Ursula von der Leyen layed out some of her priorities for the digital economy: "We have to make our single market fit for the digital age, we need to make the most of artificial intelligence and big data, we have to improve on cybersecurity and we have to work hard for our technological sovereignty", she said in her press release earlier today.
Effectively, Margrethe Vestager will combine two of the most important portfolios of the EU, namely: digital and competition. This sends a very strong message to large tech companies on how seriously the EU is taking the regulation of the digital economy. In her previous role as competition commissioner, Margrethe Vestager led several investigations against large US tech companies in the field of antitrust. While her scope of competence was previously limited to antitrust, Margrethe Vestager has been keeping a keen eye on data protection. In her new position, Margrethe Vestager will have access to unprecedented resources to enforce EU legislation. It is even discussed that she may want to merge competition and data protection enforcement under a single supervisor, which would require a reform of the GDPR.
Didier Reynders: the new data protection commissioner
Strictly speaking, data protection remains an area of competence under the Directorate-General for Justice, a portfolio which has gone to Belgian ex-cabinet minister, Didier Reynders. While some speculate that Margrethe Vestager may be combining too much power which possibly could constitute a conflict of interest, it remains to be seen in practise how the EU Commission intends to enforce data protection in the coming years.
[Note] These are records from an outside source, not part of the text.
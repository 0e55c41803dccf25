//! Alshenawy's A distribution.
//!
//! A one-parameter law on (0, ∞) with shape β > 0:
//!
//! ```text
//! F(x) = exp( (1 − e^{β/x}) / β )
//! f(x) = exp( (1 − e^{β/x}) / β + β/x ) / x²
//! Q(q) = β / ln(1 − β·ln q)
//! ```
//!
//! Besides the [`Alshenawy`] value object this module exposes free functions
//! taking β as an argument. They validate β on entry and return
//! [`StatsError::InvalidParameter`] for β ≤ 0, while values outside the
//! support are not errors: density 0, log-density −∞.

use rand::distributions::{Distribution, Open01};
use rand::Rng;

use super::{require_positive, ContinuousDistribution, StatsError};
use crate::FloatScalar;

/// Alshenawy's A distribution with shape β.
///
/// # Example
///
/// ```
/// use alshenawy::stats::{Alshenawy, ContinuousDistribution};
///
/// let a = Alshenawy::new(2.0_f64).unwrap();
/// assert!((a.ln_pdf(1.3) - a.pdf(1.3).ln()).abs() < 1e-14);
/// assert_eq!(a.pdf(-1.0), 0.0);
/// assert!(Alshenawy::new(0.0_f64).is_err());
/// ```
#[derive(Debug, Clone, Copy, PartialEq)]
pub struct Alshenawy<T> {
    beta: T,
}

impl<T: FloatScalar> Alshenawy<T> {
    /// Create the distribution with shape `beta`. Requires a finite `beta > 0`.
    pub fn new(beta: T) -> Result<Self, StatsError> {
        Ok(Self {
            beta: require_positive("beta", beta)?,
        })
    }

    /// The shape parameter β.
    pub fn beta(&self) -> T {
        self.beta
    }

    /// e^{β/x} − 1, the quantity every closed form is built from.
    ///
    /// Computed with `exp_m1` so that the CDF keeps its precision as x → ∞.
    #[inline]
    fn growth(&self, x: T) -> T {
        (self.beta / x).exp_m1()
    }

    /// Sum of log-densities over a sample.
    pub fn log_likelihood(&self, sample: &[T]) -> T {
        sample
            .iter()
            .fold(T::zero(), |acc, &x| acc + self.ln_pdf(x))
    }
}

impl<T: FloatScalar> ContinuousDistribution<T> for Alshenawy<T> {
    /// Evaluated as the exponential of [`ln_pdf`](Self::ln_pdf); the direct
    /// form divides by x², which underflows before the numerator does.
    fn pdf(&self, x: T) -> T {
        self.ln_pdf(x).exp()
    }

    fn ln_pdf(&self, x: T) -> T {
        if x.is_nan() {
            return x;
        }
        if x <= T::zero() {
            return T::neg_infinity();
        }
        let growth = self.growth(x);
        if growth.is_infinite() {
            return T::neg_infinity();
        }
        let two = T::lit(2.0);
        self.beta / x - two * x.ln() - growth / self.beta
    }

    fn cdf(&self, x: T) -> T {
        if x.is_nan() {
            return x;
        }
        if x <= T::zero() {
            return T::zero();
        }
        (-self.growth(x) / self.beta).exp()
    }

    fn ln_cdf(&self, x: T) -> T {
        if x.is_nan() {
            return x;
        }
        if x <= T::zero() {
            return T::neg_infinity();
        }
        -self.growth(x) / self.beta
    }

    /// Q(0) = 0 and Q(1) = ∞; NaN outside [0, 1].
    fn quantile(&self, p: T) -> T {
        if p.is_nan() || p < T::zero() || p > T::one() {
            return T::nan();
        }
        if p == T::one() {
            return T::infinity();
        }
        self.beta / (-self.beta * p.ln()).ln_1p()
    }
}

/// Inverse-transform sampling: Q applied to a uniform draw on (0, 1).
impl<T: FloatScalar> Distribution<T> for Alshenawy<T>
where
    Open01: Distribution<T>,
{
    fn sample<R: Rng + ?Sized>(&self, rng: &mut R) -> T {
        let u: T = Open01.sample(rng);
        self.quantile(u)
    }
}

// ---------------------------------------------------------------------------
// Free functions
// ---------------------------------------------------------------------------

/// Density f(x; β).
///
/// ```
/// use alshenawy::stats::a_dist;
///
/// assert_eq!(a_dist::pdf(0.0_f64, 1.0).unwrap(), 0.0);
/// assert!(a_dist::pdf(1.0_f64, -1.0).is_err());
/// ```
pub fn pdf<T: FloatScalar>(x: T, beta: T) -> Result<T, StatsError> {
    Ok(Alshenawy::new(beta)?.pdf(x))
}

/// Distribution function F(x; β).
pub fn cdf<T: FloatScalar>(x: T, beta: T) -> Result<T, StatsError> {
    Ok(Alshenawy::new(beta)?.cdf(x))
}

/// Log-density ln f(x; β).
pub fn log_pdf<T: FloatScalar>(x: T, beta: T) -> Result<T, StatsError> {
    Ok(Alshenawy::new(beta)?.ln_pdf(x))
}

/// Log-CDF ln F(x; β).
pub fn log_cdf<T: FloatScalar>(x: T, beta: T) -> Result<T, StatsError> {
    Ok(Alshenawy::new(beta)?.ln_cdf(x))
}

/// Quantile Q(q; β).
pub fn quantile<T: FloatScalar>(q: T, beta: T) -> Result<T, StatsError> {
    Ok(Alshenawy::new(beta)?.quantile(q))
}

/// Draw `size` i.i.d. values with the supplied random source.
///
/// ```
/// use alshenawy::stats::a_dist;
/// use rand::{rngs::StdRng, SeedableRng};
///
/// let mut rng = StdRng::seed_from_u64(7);
/// let xs: Vec<f64> = a_dist::sample(1.0, 5, &mut rng).unwrap();
/// assert_eq!(xs.len(), 5);
/// assert!(xs.iter().all(|&x| x > 0.0));
/// ```
pub fn sample<T, R>(beta: T, size: usize, rng: &mut R) -> Result<Vec<T>, StatsError>
where
    T: FloatScalar,
    R: Rng + ?Sized,
    Open01: Distribution<T>,
{
    let dist = Alshenawy::new(beta)?;
    Ok((0..size).map(|_| dist.sample(rng)).collect())
}

/// Elementwise density over a slice.
pub fn pdf_slice<T: FloatScalar>(xs: &[T], beta: T) -> Result<Vec<T>, StatsError> {
    let dist = Alshenawy::new(beta)?;
    Ok(xs.iter().map(|&x| dist.pdf(x)).collect())
}

/// Elementwise CDF over a slice.
pub fn cdf_slice<T: FloatScalar>(xs: &[T], beta: T) -> Result<Vec<T>, StatsError> {
    let dist = Alshenawy::new(beta)?;
    Ok(xs.iter().map(|&x| dist.cdf(x)).collect())
}

/// Elementwise log-density over a slice.
pub fn log_pdf_slice<T: FloatScalar>(xs: &[T], beta: T) -> Result<Vec<T>, StatsError> {
    let dist = Alshenawy::new(beta)?;
    Ok(xs.iter().map(|&x| dist.ln_pdf(x)).collect())
}

/// Elementwise log-CDF over a slice.
pub fn log_cdf_slice<T: FloatScalar>(xs: &[T], beta: T) -> Result<Vec<T>, StatsError> {
    let dist = Alshenawy::new(beta)?;
    Ok(xs.iter().map(|&x| dist.ln_cdf(x)).collect())
}

/// Elementwise quantile over a slice of probabilities.
pub fn quantile_slice<T: FloatScalar>(qs: &[T], beta: T) -> Result<Vec<T>, StatsError> {
    let dist = Alshenawy::new(beta)?;
    Ok(qs.iter().map(|&q| dist.quantile(q)).collect())
}

/// Log-likelihood of `sample` at β.
pub fn log_likelihood<T: FloatScalar>(sample: &[T], beta: T) -> Result<T, StatsError> {
    Ok(Alshenawy::new(beta)?.log_likelihood(sample))
}

/// Objective for maximum-likelihood fitting: β ↦ −(1/n)·Σ ln f(xᵢ; β).
///
/// Averaged over the sample, so its curvature at the optimum is the
/// per-observation observed information. Returns +∞ for β outside (0, ∞)
/// rather than an error, which keeps a minimizer's line search inside the
/// parameter space. An empty sample yields NaN.
///
/// ```
/// use alshenawy::stats::a_dist::negative_log_likelihood;
///
/// let nll = negative_log_likelihood(&[0.8_f64, 1.1, 2.5]);
/// assert!(nll(1.0).is_finite());
/// assert_eq!(nll(-1.0), f64::INFINITY);
/// ```
pub fn negative_log_likelihood<T: FloatScalar>(sample: &[T]) -> impl Fn(T) -> T + Send + Sync + '_ {
    let n = T::lit(sample.len() as f64);
    move |beta: T| match Alshenawy::new(beta) {
        Ok(dist) => -dist.log_likelihood(sample) / n,
        Err(_) => T::infinity(),
    }
}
Any reform of the General Data Protection Regulation would technically be led by the Justice Commissioner.
Sylvie Goulard: promoter of the Digital Single Market
Finally, Sylvie Goulard, a former French cabinet minister and close ally of French President Emmanuel Macron, has been nominated Commissioner for the Internal Market, a portfolio which includes the promotion of the Digital Single Market. Sylvie Goulard will be in charge of key areas of the digital market, such as the regulation of artificial intelligence and cybersecurity, blockchain, data algorithms and the development of the 5G network.
In terms of next steps, the new College of Commissioners must now be officially approved by the European Parliament after a series of hearings, which will take place in the coming weeks.